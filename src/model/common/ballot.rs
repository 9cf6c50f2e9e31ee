use std::fmt::{Display, Formatter};
use std::str::FromStr;

use serde::{Deserialize, Serialize};

use crate::model::{common::options::ElectionType, mongodb::Id};

/// An answer to a yes/no proposition.
#[derive(Debug, Copy, Clone, PartialEq, Eq, Hash, Serialize, Deserialize)]
#[serde(rename_all = "lowercase")]
pub enum Choice {
    Yes,
    No,
}

impl Display for Choice {
    fn fmt(&self, f: &mut Formatter<'_>) -> std::fmt::Result {
        match self {
            Self::Yes => write!(f, "yes"),
            Self::No => write!(f, "no"),
        }
    }
}

impl FromStr for Choice {
    type Err = ();

    /// Only the exact lowercase words are accepted.
    fn from_str(s: &str) -> Result<Self, Self::Err> {
        match s {
            "yes" => Ok(Self::Yes),
            "no" => Ok(Self::No),
            _ => Err(()),
        }
    }
}

/// A validated ballot payload, as stored in the vote ledger.
///
/// Exactly one payload exists per vote, and its variant always matches the
/// type of the election it was cast in.
#[derive(Debug, Clone, PartialEq, Serialize, Deserialize)]
#[serde(tag = "type", rename_all = "kebab-case")]
pub enum Ballot {
    CandidateBased { candidate_id: Id },
    YesNo { choice: Choice },
    Rating { rating_value: f64 },
    ImageBased { selected_option_id: Id },
}

impl Ballot {
    pub fn election_type(&self) -> ElectionType {
        match self {
            Self::CandidateBased { .. } => ElectionType::CandidateBased,
            Self::YesNo { .. } => ElectionType::YesNo,
            Self::Rating { .. } => ElectionType::Rating,
            Self::ImageBased { .. } => ElectionType::ImageBased,
        }
    }
}
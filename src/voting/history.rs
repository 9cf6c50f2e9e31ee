use std::collections::HashMap;
use std::sync::Arc;

use log::{error, info};
use rocket::tokio::{self, task::JoinHandle};

use crate::error::Result;
use crate::model::{api::vote::VoteHistoryEntry, db::election::Election, mongodb::Id};
use crate::store::Stores;

/// A voter's votes, newest first, with any orphan cleanup still running.
pub struct VotingHistory {
    pub entries: Vec<VoteHistoryEntry>,
    /// Deletes votes whose election no longer exists. Nobody needs to wait for it.
    pub cleanup: Option<JoinHandle<()>>,
}

/// Everything `voter_id` has voted in.
///
/// Votes whose election has disappeared are left out of the history and
/// deleted in the background.
pub async fn voting_history(stores: &Stores, voter_id: Id) -> Result<VotingHistory> {
    let votes = stores.ledger.votes_by_voter(voter_id).await?;

    let mut elections: HashMap<Id, Option<Election>> = HashMap::new();
    let mut entries = Vec::with_capacity(votes.len());
    let mut orphans = Vec::new();
    for vote in votes {
        if !elections.contains_key(&vote.election_id) {
            let election = stores.elections.get(vote.election_id).await?;
            elections.insert(vote.election_id, election);
        }
        match elections.get(&vote.election_id) {
            Some(Some(election)) => entries.push(VoteHistoryEntry::new(vote, election)),
            _ => orphans.push(vote.id),
        }
    }

    let cleanup = (!orphans.is_empty()).then(|| {
        info!(
            "Found {} vote(s) of voter {voter_id} for deleted elections, cleaning up",
            orphans.len()
        );
        let ledger = Arc::clone(&stores.ledger);
        tokio::spawn(async move {
            match ledger.delete_votes(&orphans).await {
                Ok(deleted) => info!("Cleaned up {deleted} vote(s) for deleted elections"),
                Err(e) => error!("Failed to clean up votes for deleted elections: {e}"),
            }
        })
    });

    Ok(VotingHistory { entries, cleanup })
}
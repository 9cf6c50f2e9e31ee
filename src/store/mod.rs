//! Storage seams for the voting engine.
//!
//! Each collaborator is a trait so the engine can run against MongoDB in
//! production and against [`memory::MemoryStore`] in tests and local demos.
//! Every implementation must enforce one vote per `(election, voter)` at the
//! storage layer: [`VoteLedger::cast`] is the only authoritative guard
//! against double voting.

use std::sync::Arc;

use mongodb::Database;

use crate::error::Result;
use crate::model::{
    db::{
        election::{Election, NewElection},
        vote::{BallotCount, NewVote, Vote},
        voter::Voter,
    },
    mongodb::Id,
};

pub mod memory;
pub mod mongo;

/// Election records. Option mutation belongs to the admin workflow; the
/// engine only reads.
#[rocket::async_trait]
pub trait ElectionStore: Send + Sync {
    async fn get(&self, election_id: Id) -> Result<Option<Election>>;

    async fn insert(&self, election: NewElection) -> Result<Election>;

    /// Atomically remove a candidate or image option. Votes referencing it
    /// are left untouched. Fails for completed elections.
    async fn remove_option(&self, election_id: Id, option_id: Id) -> Result<bool>;

    async fn delete(&self, election_id: Id) -> Result<bool>;
}

/// The uniquely keyed store of cast votes.
#[rocket::async_trait]
pub trait VoteLedger: Send + Sync {
    /// Insert a vote. A second vote for the same `(election, voter)` fails
    /// with [`crate::error::Error::DuplicateVote`], however close together
    /// the two calls are.
    async fn cast(&self, vote: NewVote) -> Result<Vote>;

    async fn find_by_election_and_voter(
        &self,
        election_id: Id,
        voter_id: Id,
    ) -> Result<Option<Vote>>;

    /// Returns true iff this call removed the vote.
    async fn delete_vote(&self, vote_id: Id) -> Result<bool>;

    /// Delete every vote of an election, reporting who had voted.
    async fn delete_all_for_election(&self, election_id: Id) -> Result<LedgerPurge>;

    /// Oldest first.
    async fn votes_for_election(&self, election_id: Id) -> Result<Vec<Vote>>;

    /// Newest first.
    async fn votes_by_voter(&self, voter_id: Id) -> Result<Vec<Vote>>;

    async fn delete_votes(&self, vote_ids: &[Id]) -> Result<u64>;

    /// Count the votes of an election, grouped by identical ballot.
    async fn tally(&self, election_id: Id) -> Result<Vec<BallotCount>>;
}

/// The user accounts collaborator, reduced to what voting needs.
#[rocket::async_trait]
pub trait VoterDirectory: Send + Sync {
    async fn find(&self, voter_id: Id) -> Result<Option<Voter>>;

    async fn set_has_voted(&self, voter_id: Id, election_id: Id, voted: bool) -> Result<()>;

    async fn clear_has_voted(&self, voter_id: Id, election_id: Id) -> Result<()>;
}

/// Outcome of [`VoteLedger::delete_all_for_election`].
#[derive(Debug, Clone, Default, PartialEq, Eq)]
pub struct LedgerPurge {
    pub deleted: u64,
    /// Distinct voters whose votes were removed.
    pub voters: Vec<Id>,
}

/// Handles on all stores, placed into Rocket managed state.
#[derive(Clone)]
pub struct Stores {
    pub elections: Arc<dyn ElectionStore>,
    pub ledger: Arc<dyn VoteLedger>,
    pub voters: Arc<dyn VoterDirectory>,
}

impl Stores {
    pub fn mongodb(db: &Database) -> Self {
        Self {
            elections: Arc::new(mongo::MongoElections::new(db)),
            ledger: Arc::new(mongo::MongoLedger::new(db)),
            voters: Arc::new(mongo::MongoVoters::new(db)),
        }
    }

    pub fn memory(store: &memory::MemoryStore) -> Self {
        Self {
            elections: Arc::new(store.clone()),
            ledger: Arc::new(store.clone()),
            voters: Arc::new(store.clone()),
        }
    }
}
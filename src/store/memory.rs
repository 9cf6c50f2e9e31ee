//! A process-local store with the same keying rules as the MongoDB backend.
//!
//! Used by the test suite and by `storage = "memory"` deployments. All state
//! sits behind one mutex, so each trait call is atomic with respect to every
//! other call, which is what the unique index gives us in MongoDB.

use std::collections::HashMap;
use std::sync::{Arc, Mutex, MutexGuard, PoisonError};

use crate::error::{Error, Result};
use crate::model::{
    common::status::ElectionStatus,
    db::{
        election::{Election, NewElection},
        vote::{BallotCount, NewVote, Vote},
        voter::Voter,
    },
    mongodb::Id,
};

use super::{ElectionStore, LedgerPurge, Stores, VoteLedger, VoterDirectory};

#[derive(Debug, Default)]
struct Inner {
    elections: HashMap<Id, Election>,
    votes: HashMap<Id, Vote>,
    /// `(election_id, voter_id)` to vote ID.
    by_key: HashMap<(Id, Id), Id>,
    voters: HashMap<Id, Voter>,
    voter_updates_fail: bool,
}

/// Shared handle; clones see the same data.
#[derive(Debug, Clone, Default)]
pub struct MemoryStore {
    inner: Arc<Mutex<Inner>>,
}

impl MemoryStore {
    pub fn new() -> Self {
        Self::default()
    }

    /// Trait-object handles over this store.
    pub fn stores(&self) -> Stores {
        Stores::memory(self)
    }

    /// Register a voter account.
    pub fn insert_voter(&self, voter_id: Id) -> Voter {
        let voter = Voter::new(voter_id);
        self.lock().voters.insert(voter_id, voter.clone());
        voter
    }

    fn lock(&self) -> MutexGuard<'_, Inner> {
        // Every mutation completes before the guard drops, so a poisoned lock
        // still holds consistent data.
        self.inner.lock().unwrap_or_else(PoisonError::into_inner)
    }

    /// Make every `has_voted` write fail, to exercise best-effort paths.
    #[cfg(test)]
    pub fn fail_voter_updates(&self, fail: bool) {
        self.lock().voter_updates_fail = fail;
    }
}

#[rocket::async_trait]
impl ElectionStore for MemoryStore {
    async fn get(&self, election_id: Id) -> Result<Option<Election>> {
        Ok(self.lock().elections.get(&election_id).cloned())
    }

    async fn insert(&self, election: NewElection) -> Result<Election> {
        let election = Election {
            id: Id::new(),
            election,
        };
        self.lock().elections.insert(election.id, election.clone());
        Ok(election)
    }

    async fn remove_option(&self, election_id: Id, option_id: Id) -> Result<bool> {
        let mut inner = self.lock();
        let election = inner
            .elections
            .get_mut(&election_id)
            .ok_or_else(|| Error::not_found(format!("Election {election_id}")))?;
        if election.status == ElectionStatus::Completed {
            return Err(Error::InvalidElectionState(
                "Cannot remove options from a completed election".to_string(),
            ));
        }
        Ok(election.options.remove_option(option_id))
    }

    async fn delete(&self, election_id: Id) -> Result<bool> {
        Ok(self.lock().elections.remove(&election_id).is_some())
    }
}

#[rocket::async_trait]
impl VoteLedger for MemoryStore {
    async fn cast(&self, vote: NewVote) -> Result<Vote> {
        let mut inner = self.lock();
        let key = (vote.election_id, vote.voter_id);
        if inner.by_key.contains_key(&key) {
            return Err(Error::DuplicateVote(
                "You have already voted in this election".to_string(),
            ));
        }
        let vote = Vote {
            id: Id::new(),
            vote,
        };
        inner.by_key.insert(key, vote.id);
        inner.votes.insert(vote.id, vote.clone());
        Ok(vote)
    }

    async fn find_by_election_and_voter(
        &self,
        election_id: Id,
        voter_id: Id,
    ) -> Result<Option<Vote>> {
        let inner = self.lock();
        Ok(inner
            .by_key
            .get(&(election_id, voter_id))
            .and_then(|vote_id| inner.votes.get(vote_id))
            .cloned())
    }

    async fn delete_vote(&self, vote_id: Id) -> Result<bool> {
        let mut inner = self.lock();
        match inner.votes.remove(&vote_id) {
            Some(vote) => {
                inner.by_key.remove(&(vote.election_id, vote.voter_id));
                Ok(true)
            }
            None => Ok(false),
        }
    }

    async fn delete_all_for_election(&self, election_id: Id) -> Result<LedgerPurge> {
        let mut inner = self.lock();
        let doomed = inner
            .votes
            .values()
            .filter(|vote| vote.election_id == election_id)
            .map(|vote| (vote.id, vote.voter_id))
            .collect::<Vec<_>>();

        let mut purge = LedgerPurge::default();
        for (vote_id, voter_id) in doomed {
            inner.votes.remove(&vote_id);
            inner.by_key.remove(&(election_id, voter_id));
            purge.deleted += 1;
            if !purge.voters.contains(&voter_id) {
                purge.voters.push(voter_id);
            }
        }
        Ok(purge)
    }

    async fn votes_for_election(&self, election_id: Id) -> Result<Vec<Vote>> {
        let mut votes = self
            .lock()
            .votes
            .values()
            .filter(|vote| vote.election_id == election_id)
            .cloned()
            .collect::<Vec<_>>();
        votes.sort_by_key(|vote| (vote.created_at, vote.id));
        Ok(votes)
    }

    async fn votes_by_voter(&self, voter_id: Id) -> Result<Vec<Vote>> {
        let mut votes = self
            .lock()
            .votes
            .values()
            .filter(|vote| vote.voter_id == voter_id)
            .cloned()
            .collect::<Vec<_>>();
        votes.sort_by(|a, b| (b.created_at, b.id).cmp(&(a.created_at, a.id)));
        Ok(votes)
    }

    async fn delete_votes(&self, vote_ids: &[Id]) -> Result<u64> {
        let mut inner = self.lock();
        let mut deleted = 0;
        for vote_id in vote_ids {
            if let Some(vote) = inner.votes.remove(vote_id) {
                inner.by_key.remove(&(vote.election_id, vote.voter_id));
                deleted += 1;
            }
        }
        Ok(deleted)
    }

    async fn tally(&self, election_id: Id) -> Result<Vec<BallotCount>> {
        let inner = self.lock();
        // Ballots hold floats, so group by equality rather than hashing.
        let mut counts: Vec<BallotCount> = Vec::new();
        for vote in inner.votes.values() {
            if vote.election_id != election_id {
                continue;
            }
            match counts.iter_mut().find(|count| count.ballot == vote.ballot) {
                Some(count) => count.votes += 1,
                None => counts.push(BallotCount {
                    ballot: vote.ballot.clone(),
                    votes: 1,
                }),
            }
        }
        Ok(counts)
    }
}

#[rocket::async_trait]
impl VoterDirectory for MemoryStore {
    async fn find(&self, voter_id: Id) -> Result<Option<Voter>> {
        Ok(self.lock().voters.get(&voter_id).cloned())
    }

    async fn set_has_voted(&self, voter_id: Id, election_id: Id, voted: bool) -> Result<()> {
        let mut inner = self.lock();
        if inner.voter_updates_fail {
            return Err(Error::Unavailable("Voter directory is unavailable".to_string()));
        }
        // Like an update against a missing document, an unknown voter is a no-op.
        if let Some(voter) = inner.voters.get_mut(&voter_id) {
            voter.has_voted.insert(election_id, voted);
        }
        Ok(())
    }

    async fn clear_has_voted(&self, voter_id: Id, election_id: Id) -> Result<()> {
        let mut inner = self.lock();
        if inner.voter_updates_fail {
            return Err(Error::Unavailable("Voter directory is unavailable".to_string()));
        }
        if let Some(voter) = inner.voters.get_mut(&voter_id) {
            voter.has_voted.remove(&election_id);
        }
        Ok(())
    }
}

§ **Required action**: Go through the listing above, and whenever a line holds the word "serde", copy it.

§ **Your solution**:
use serde::{Deserialize, Serialize};
#[serde(rename_all = "lowercase")]
#[serde(tag = "type", rename_all = "kebab-case")]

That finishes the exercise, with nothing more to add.